Since having her glasses and now that she has fully adjusted to them Callie has come leaps and bounds, she knows the alphabet. She knows nearly all the sounds, she can sound out words and is reading! She still has a long way to go but she has progressed so much and it makes me extremely proud when I hear her sounding out words. It isn't easy, we have persevered through homework, practicing sounds,tantrums and trying to encourage her that she can do it. The amazing teacher aide in her classroom now tutors her once a week as well. Callie loves this beautiful lady and I feel so blessed she has someone so lovely and kind to work with her at school and outside of school.

The hardest part though all of this is how it has affected Callie. Kids aren't silly, they know when they're behind in the classroom. When she told me she thought she was a loser because she wasn't as smart as the other kids in her class my heart broke in two. Hearing my six year old daughter, that precious little squashed nosed, squinty eyed, vernix coated perfect baby of mine tell me that she thinks she is a loser was one of the most heartbreaking mummy moments I have experienced to date! She was supposed to be full of confidence and have amazing self esteem... She is my perfect little girl.

I cried and cried and cried. Proper ugly cried. I was a terrible mother.

I should have known she needed glasses, we would never have gone through this, she would have learnt her sounds in prep and she would be acing her school work! Right?!

The truth is, I will never know.

Now I am a fairly positive/optimistic kinda gal. Things generally don't hold me down for long. So I needed to work out what the positives to come from this experience were.

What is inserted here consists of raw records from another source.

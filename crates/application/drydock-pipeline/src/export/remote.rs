use camino::Utf8Path;
use drydock_core::{DesignFile, DocumentHandle, Folder, Hub, Project};
use reqwest::{Client, Url};
use serde::de::DeserializeOwned;
use serde::{Deserialize, Serialize};

use crate::export::ServiceError;

/// Result information the service returns from an export call.
#[derive(Debug, Clone)]
pub struct ExportOutcome {
    pub bytes_written: u64,
}

/// Everything the exporter needs from the external CAD data service. The
/// engine holds this behind `Box<dyn DataService>` so tests can substitute
/// an in-memory fake for the HTTP implementation.
#[async_trait::async_trait]
pub trait DataService: Send + Sync {
    async fn list_hubs(&self) -> Result<Vec<Hub>, ServiceError>;
    async fn list_projects(&self, hub: &Hub) -> Result<Vec<Project>, ServiceError>;
    async fn root_folder(&self, project: &Project) -> Result<Folder, ServiceError>;
    async fn list_files(&self, folder: &Folder) -> Result<Vec<DesignFile>, ServiceError>;
    async fn list_folders(&self, folder: &Folder) -> Result<Vec<Folder>, ServiceError>;
    /// Open a design file, yielding the handle the remaining document
    /// operations are issued against.
    async fn open(&self, file: &DesignFile) -> Result<DocumentHandle, ServiceError>;
    async fn activate(&self, handle: &DocumentHandle) -> Result<(), ServiceError>;
    /// Export the opened document to `target` in the given format.
    async fn export(
        &self,
        handle: &DocumentHandle,
        target: &Utf8Path,
        format: &str,
    ) -> Result<ExportOutcome, ServiceError>;
    /// Release the handle. Consumes it: a closed document cannot be reused.
    async fn close(&self, handle: DocumentHandle, save_changes: bool) -> Result<(), ServiceError>;
}

/// Normalize the operator-supplied service URL into a directory base.
///
/// Without the trailing slash, `Url::join("api/hubs")` would replace the
/// last path segment instead of appending below it.
pub(crate) fn service_base_url(service_url: &str) -> Result<Url, ServiceError> {
    let mut url = Url::parse(service_url)
        .map_err(|e| ServiceError::Request(format!("invalid service url {service_url}: {e}")))?;

    if !url.path().ends_with('/') {
        url.set_path(&format!("{}/", url.path()));
    }

    Ok(url)
}

/// HTTP implementation of [`DataService`] against the CAD application's
/// local automation bridge (JSON over HTTP under `{base}/api/...`).
pub struct HttpDataService {
    client: Client,
    base: Url,
}

#[derive(Deserialize)]
struct HubsPayload {
    hubs: Vec<Hub>,
}

#[derive(Deserialize)]
struct ProjectsPayload {
    projects: Vec<Project>,
}

#[derive(Deserialize)]
struct FilesPayload {
    files: Vec<DesignFile>,
}

#[derive(Deserialize)]
struct FoldersPayload {
    folders: Vec<Folder>,
}

#[derive(Serialize)]
struct OpenBody<'a> {
    file_id: &'a str,
}

#[derive(Deserialize)]
struct OpenPayload {
    document_id: String,
}

#[derive(Serialize)]
struct ExportBody<'a> {
    format: &'a str,
}

#[derive(Serialize)]
struct CloseBody {
    save_changes: bool,
}

impl HttpDataService {
    pub fn new(client: Client, service_url: &str) -> Result<Self, ServiceError> {
        Ok(Self {
            client,
            base: service_base_url(service_url)?,
        })
    }

    fn endpoint(&self, path: &str) -> Result<Url, ServiceError> {
        self.base
            .join(path)
            .map_err(|e| ServiceError::Protocol(format!("bad endpoint {path}: {e}")))
    }

    async fn get_json<T: DeserializeOwned>(&self, path: &str) -> Result<T, ServiceError> {
        let url = self.endpoint(path)?;
        let bytes = self
            .client
            .get(url.clone())
            .send()
            .await
            .and_then(|r| r.error_for_status())
            .map_err(|e| ServiceError::Request(format!("GET {url} failed: {e}")))?
            .bytes()
            .await
            .map_err(|e| ServiceError::Request(format!("GET {url} body failed: {e}")))?;

        serde_json::from_slice(&bytes)
            .map_err(|e| ServiceError::Protocol(format!("GET {url} parse failed: {e}")))
    }

    async fn post_json<B, T>(&self, path: &str, body: &B) -> Result<T, ServiceError>
    where
        B: Serialize + Sync,
        T: DeserializeOwned,
    {
        let url = self.endpoint(path)?;
        let bytes = self
            .client
            .post(url.clone())
            .json(body)
            .send()
            .await
            .and_then(|r| r.error_for_status())
            .map_err(|e| ServiceError::Request(format!("POST {url} failed: {e}")))?
            .bytes()
            .await
            .map_err(|e| ServiceError::Request(format!("POST {url} body failed: {e}")))?;

        serde_json::from_slice(&bytes)
            .map_err(|e| ServiceError::Protocol(format!("POST {url} parse failed: {e}")))
    }

    /// POST where only the status code matters.
    async fn post_ack<B: Serialize + Sync>(
        &self,
        path: &str,
        body: Option<&B>,
    ) -> Result<(), ServiceError> {
        let url = self.endpoint(path)?;
        let mut req = self.client.post(url.clone());
        if let Some(b) = body {
            req = req.json(b);
        }
        req.send()
            .await
            .and_then(|r| r.error_for_status())
            .map_err(|e| ServiceError::Request(format!("POST {url} failed: {e}")))?;
        Ok(())
    }
}

#[async_trait::async_trait]
impl DataService for HttpDataService {
    async fn list_hubs(&self) -> Result<Vec<Hub>, ServiceError> {
        let payload: HubsPayload = self.get_json("api/hubs").await?;
        Ok(payload.hubs)
    }

    async fn list_projects(&self, hub: &Hub) -> Result<Vec<Project>, ServiceError> {
        let payload: ProjectsPayload = self
            .get_json(&format!("api/hubs/{}/projects", hub.id))
            .await?;
        Ok(payload.projects)
    }

    async fn root_folder(&self, project: &Project) -> Result<Folder, ServiceError> {
        self.get_json(&format!("api/projects/{}/root", project.id))
            .await
    }

    async fn list_files(&self, folder: &Folder) -> Result<Vec<DesignFile>, ServiceError> {
        let payload: FilesPayload = self
            .get_json(&format!("api/folders/{}/files", folder.id))
            .await?;
        Ok(payload.files)
    }

    async fn list_folders(&self, folder: &Folder) -> Result<Vec<Folder>, ServiceError> {
        let payload: FoldersPayload = self
            .get_json(&format!("api/folders/{}/folders", folder.id))
            .await?;
        Ok(payload.folders)
    }

    async fn open(&self, file: &DesignFile) -> Result<DocumentHandle, ServiceError> {
        let payload: OpenPayload = self
            .post_json("api/documents/open", &OpenBody { file_id: &file.id })
            .await?;
        Ok(DocumentHandle::new(payload.document_id))
    }

    async fn activate(&self, handle: &DocumentHandle) -> Result<(), ServiceError> {
        self.post_ack::<()>(
            &format!("api/documents/{}/activate", handle.document_id()),
            None,
        )
        .await
    }

    async fn export(
        &self,
        handle: &DocumentHandle,
        target: &Utf8Path,
        format: &str,
    ) -> Result<ExportOutcome, ServiceError> {
        let url = self.endpoint(&format!("api/documents/{}/export", handle.document_id()))?;
        let resp = self
            .client
            .post(url.clone())
            .json(&ExportBody { format })
            .send()
            .await
            .and_then(|r| r.error_for_status())
            .map_err(|e| ServiceError::Request(format!("POST {url} failed: {e}")))?;

        let bytes_written = drydock_infra::net::save_body_to_file(resp, target).await?;
        Ok(ExportOutcome { bytes_written })
    }

    async fn close(&self, handle: DocumentHandle, save_changes: bool) -> Result<(), ServiceError> {
        self.post_ack(
            &format!("api/documents/{}/close", handle.document_id()),
            Some(&CloseBody { save_changes }),
        )
        .await
    }
}
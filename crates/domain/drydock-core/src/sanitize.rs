/// Longest path segment we will emit. Keeps deep mirrored trees clear of
/// platform path-length limits.
const MAX_SEGMENT_LEN: usize = 150;

/// Device names Windows refuses as file or directory names, in any case.
const RESERVED_NAMES: [&str; 22] = [
    "CON", "PRN", "AUX", "NUL", "COM1", "COM2", "COM3", "COM4", "COM5", "COM6", "COM7", "COM8",
    "COM9", "LPT1", "LPT2", "LPT3", "LPT4", "LPT5", "LPT6", "LPT7", "LPT8", "LPT9",
];

fn is_reserved_char(c: char) -> bool {
    matches!(c, '\\' | '/' | ':' | '*' | '?' | '"' | '<' | '>' | '|') || c.is_control()
}

/// Turn an arbitrary remote display name into a safe single path segment.
///
/// Surrounding whitespace is trimmed, each run of reserved characters
/// collapses to one `_`, internal whitespace runs collapse to one space, the
/// result is capped at [`MAX_SEGMENT_LEN`] characters, trailing spaces and
/// dots are dropped, and reserved device names get a trailing `_`. A
/// non-empty input never sanitizes to an empty segment, and the function is
/// idempotent, so already-sanitized names pass through unchanged.
pub fn sanitize(name: &str) -> String {
    let trimmed = name.trim();

    let mut out = String::with_capacity(trimmed.len());
    let mut last_was_replacement = false;
    let mut last_was_space = false;
    for c in trimmed.chars() {
        if is_reserved_char(c) {
            if !last_was_replacement {
                out.push('_');
            }
            last_was_replacement = true;
            last_was_space = false;
        } else if c.is_whitespace() {
            if !last_was_space {
                out.push(' ');
            }
            last_was_space = true;
            last_was_replacement = false;
        } else {
            out.push(c);
            last_was_replacement = false;
            last_was_space = false;
        }
    }

    if out.chars().count() > MAX_SEGMENT_LEN {
        out = out.chars().take(MAX_SEGMENT_LEN).collect();
    }

    // Windows also rejects segments ending in a space or dot; this doubles
    // as the guard that turns `.` and `..` into non-traversing names.
    let mut out = out.trim_end_matches([' ', '.']).to_string();

    if RESERVED_NAMES.iter().any(|r| out.eq_ignore_ascii_case(r)) {
        out.push('_');
    }

    if out.is_empty() && !name.is_empty() {
        return "_".to_string();
    }

    out
}
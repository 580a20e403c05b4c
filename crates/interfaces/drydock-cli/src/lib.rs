pub mod commands;
pub mod profiles;
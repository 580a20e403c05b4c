//! Central configuration constants for runtime limits and defaults.

/// Default base URL of the CAD application's local automation bridge.
pub const DEFAULT_SERVICE_URL: &str = "http://127.0.0.1:9410";

/// The single export format this tool produces.
pub const DEFAULT_EXPORT_FORMAT: &str = "f3d";

/// Settling time after open/activate and after close, in milliseconds.
/// Empirical workaround for asynchronous session binding in the service;
/// tunable, not removable.
pub const DEFAULT_STABILIZATION_DELAY_MS: u64 = 250;

/// Minimum allowed stabilization delay.
pub const MIN_STABILIZATION_DELAY_MS: u64 = 0;

/// Maximum allowed stabilization delay. 10 seconds per document is already
/// pathological; anything above is a typo.
pub const MAX_STABILIZATION_DELAY_MS: u64 = 10_000;

/// Convenience function to clamp a delay value into allowed range.
pub fn clamp_stabilization_delay_ms(v: u64) -> u64 {
    v.clamp(MIN_STABILIZATION_DELAY_MS, MAX_STABILIZATION_DELAY_MS)
}
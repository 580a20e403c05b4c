use serde::{Deserialize, Serialize};

pub mod mirror;
pub mod sanitize;

pub use sanitize::sanitize;

/// Top-level tenant/organization grouping in the remote data service.
#[derive(Debug, Clone, Serialize, Deserialize, PartialEq)]
pub struct Hub {
    pub id: String,
    pub name: String,
}

/// A named workspace within a hub. Its contents hang off a root folder.
#[derive(Debug, Clone, Serialize, Deserialize, PartialEq)]
pub struct Project {
    pub id: String,
    pub name: String,
}

/// A container node holding design files and child folders.
#[derive(Debug, Clone, Serialize, Deserialize, PartialEq)]
pub struct Folder {
    pub id: String,
    pub name: String,
}

/// A remote design file reference. The `extension` tag decides whether the
/// file is exportable; the file itself is owned entirely by the service.
#[derive(Debug, Clone, Serialize, Deserialize, PartialEq)]
pub struct DesignFile {
    pub id: String,
    pub name: String,
    pub extension: String,
}

/// Session handle for an opened document.
///
/// Not `Clone` on purpose: exactly one open/export/close cycle owns it, and
/// `close` takes it by value, so a handle cannot be retained or reused after
/// the cycle that created it.
#[derive(Debug)]
pub struct DocumentHandle {
    document_id: String,
}

impl DocumentHandle {
    pub fn new(document_id: impl Into<String>) -> Self {
        Self {
            document_id: document_id.into(),
        }
    }

    pub fn document_id(&self) -> &str {
        &self.document_id
    }
}

/// Serializable materialization of the remote tree, produced by a read-only
/// walk. Used for planning and the `tree` listing; never fed back into the
/// service.
#[derive(Debug, Clone, Serialize, Deserialize, PartialEq)]
pub struct HubSnapshot {
    pub name: String,
    pub projects: Vec<ProjectSnapshot>,
}

#[derive(Debug, Clone, Serialize, Deserialize, PartialEq)]
pub struct ProjectSnapshot {
    pub name: String,
    pub root: FolderSnapshot,
}

#[derive(Debug, Clone, Serialize, Deserialize, PartialEq)]
pub struct FolderSnapshot {
    pub name: String,
    pub files: Vec<FileSnapshot>,
    pub folders: Vec<FolderSnapshot>,
}

#[derive(Debug, Clone, Serialize, Deserialize, PartialEq)]
pub struct FileSnapshot {
    pub name: String,
    pub extension: String,
}
// src/ligne_commande.rs
//
// Pilote en ligne de commande (natif seulement).
//
//   pi_decimales [--paires] [--verifier] N [N ...]
//
// Chaque N produit une ligne ("3.14159…" ou "31 41 59 …").
// Sans argument, main.rs lance la vue eframe à la place.

use std::io::Write;
use std::time::Instant;

use log::debug;

use pi_decimales::noyau::{self, format_paires, lire_nb_chiffres};

pub const USAGE: &str = "usage : pi_decimales [--paires] [--verifier] N [N ...]
  N           nombre de chiffres (le 3 compte), entier > 0
  --paires    deux chiffres par groupe (31 41 59 …)
  --verifier  contrôle croisé avec une référence BigInt
  --aide      cette aide";

#[derive(Clone, Debug, Default, PartialEq, Eq)]
pub struct Options {
    pub paires: bool,
    pub verifier: bool,
    pub tailles: Vec<usize>,
}

#[derive(Clone, Debug, PartialEq, Eq)]
pub enum Commande {
    Aide,
    Calcul(Options),
}

/// Arguments (sans le nom du programme) -> commande.
///
/// Toutes les tailles sont validées ici, avant le moindre calcul.
pub fn analyser<I>(args: I) -> Result<Commande, String>
where
    I: IntoIterator<Item = String>,
{
    let mut opts = Options::default();

    for a in args {
        match a.as_str() {
            "--aide" | "-h" | "--help" => return Ok(Commande::Aide),
            "--paires" => opts.paires = true,
            "--verifier" => opts.verifier = true,
            s if s.starts_with("--") => return Err(format!("option inconnue : {s}")),
            s => opts.tailles.push(lire_nb_chiffres(s).map_err(|e| e.to_string())?),
        }
    }

    if opts.tailles.is_empty() {
        return Err("aucun nombre de chiffres".into());
    }
    Ok(Commande::Calcul(opts))
}

/// Calcule chaque taille et écrit une ligne par taille.
pub fn executer(opts: &Options, out: &mut impl Write) -> Result<(), String> {
    for &n in &opts.tailles {
        let t0 = Instant::now();
        let pi = noyau::generer(n).map_err(|e| e.to_string())?;
        debug!("{n} chiffres en {:?}", t0.elapsed());

        if opts.verifier {
            noyau::controle_croise(&pi).map_err(|e| e.to_string())?;
        }

        let ligne = if opts.paires {
            format_paires(&pi.par_paires())
        } else {
            pi.texte()
        };
        writeln!(out, "{ligne}").map_err(|e| format!("écriture : {e}"))?;
    }
    Ok(())
}

#[cfg(test)]
mod tests {
    use super::*;

    fn args(v: &[&str]) -> Vec<String> {
        v.iter().map(|s| s.to_string()).collect()
    }

    #[test]
    fn analyse_options_et_tailles() {
        let c = analyser(args(&["--paires", "10", "3"])).expect("analyse");
        assert_eq!(
            c,
            Commande::Calcul(Options {
                paires: true,
                verifier: false,
                tailles: vec![10, 3],
            })
        );
        assert_eq!(analyser(args(&["5", "--aide"])), Ok(Commande::Aide));
    }

    #[test]
    fn analyse_rejette_avant_calcul() {
        assert!(analyser(args(&["0"])).is_err());
        assert!(analyser(args(&["-5"])).is_err());
        assert!(analyser(args(&["douze"])).is_err());
        assert!(analyser(args(&["--vite", "10"])).is_err());
        assert!(analyser(Vec::new()).is_err());
    }

    #[test]
    fn execution_texte_et_paires() {
        let mut out = Vec::new();
        let opts = Options {
            paires: false,
            verifier: true,
            tailles: vec![1, 10],
        };
        executer(&opts, &mut out).expect("executer");
        assert_eq!(String::from_utf8(out).expect("utf8"), "3\n3.141592653\n");

        let mut out = Vec::new();
        let opts = Options {
            paires: true,
            ..opts
        };
        executer(&opts, &mut out).expect("executer");
        assert_eq!(
            String::from_utf8(out).expect("utf8"),
            "31\n31 41 59 26 53\n"
        );
    }
}
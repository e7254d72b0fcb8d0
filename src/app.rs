// src/app.rs
//
// Décimales de π — module App (racine)
// ------------------------------------
// Rôle:
// - Déclarer les sous-modules (etat.rs + vue.rs)
// - Ré-exporter AppPi (pour main.rs: use crate::app::AppPi;)
// - Fournir l’impl eframe::App (compatible NATIF + WEB)

pub mod etat;
pub mod vue;

pub use etat::AppPi;

use eframe::egui;

impl eframe::App for AppPi {
    fn update(&mut self, ctx: &egui::Context, _frame: &mut eframe::Frame) {
        // ESC = CLR (résultats seulement)
        let esc = ctx.input(|i| i.key_pressed(egui::Key::Escape));
        if esc {
            self.clear_resultats();
        }

        egui::CentralPanel::default().show(ctx, |ui| {
            self.ui(ui);
        });
    }
}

Yes Callie is still my perfect little girl, this whole ordeal has helped me to be more patient, loving and encouraging of her. I have the opportunity to help build up her self esteem and confidence and help her realise how amazing and clever she is.
Jared has worked hard with her to catch up, which is quality time spent together. She has made a special friendship with her teacher aide and the love she has for that special lady is so beautiful to see.
I have had to learn to let things go... To let go of the guilt.

I didn't know she needed glasses, her teachers from kindy and prep didn't even know. Lucie needing glasses was a blessing in disguise and had she not needed glasses then Callie would still be struggling aimlessly along. (We won't even get into the mummy guilt with Lucie's glasses haha)

It's ok to have Mummy guilt... because it means you care!



Proudly wearing her new glasses!


That little squashed nosed, squinty eyed perfect baby girl the day she was born.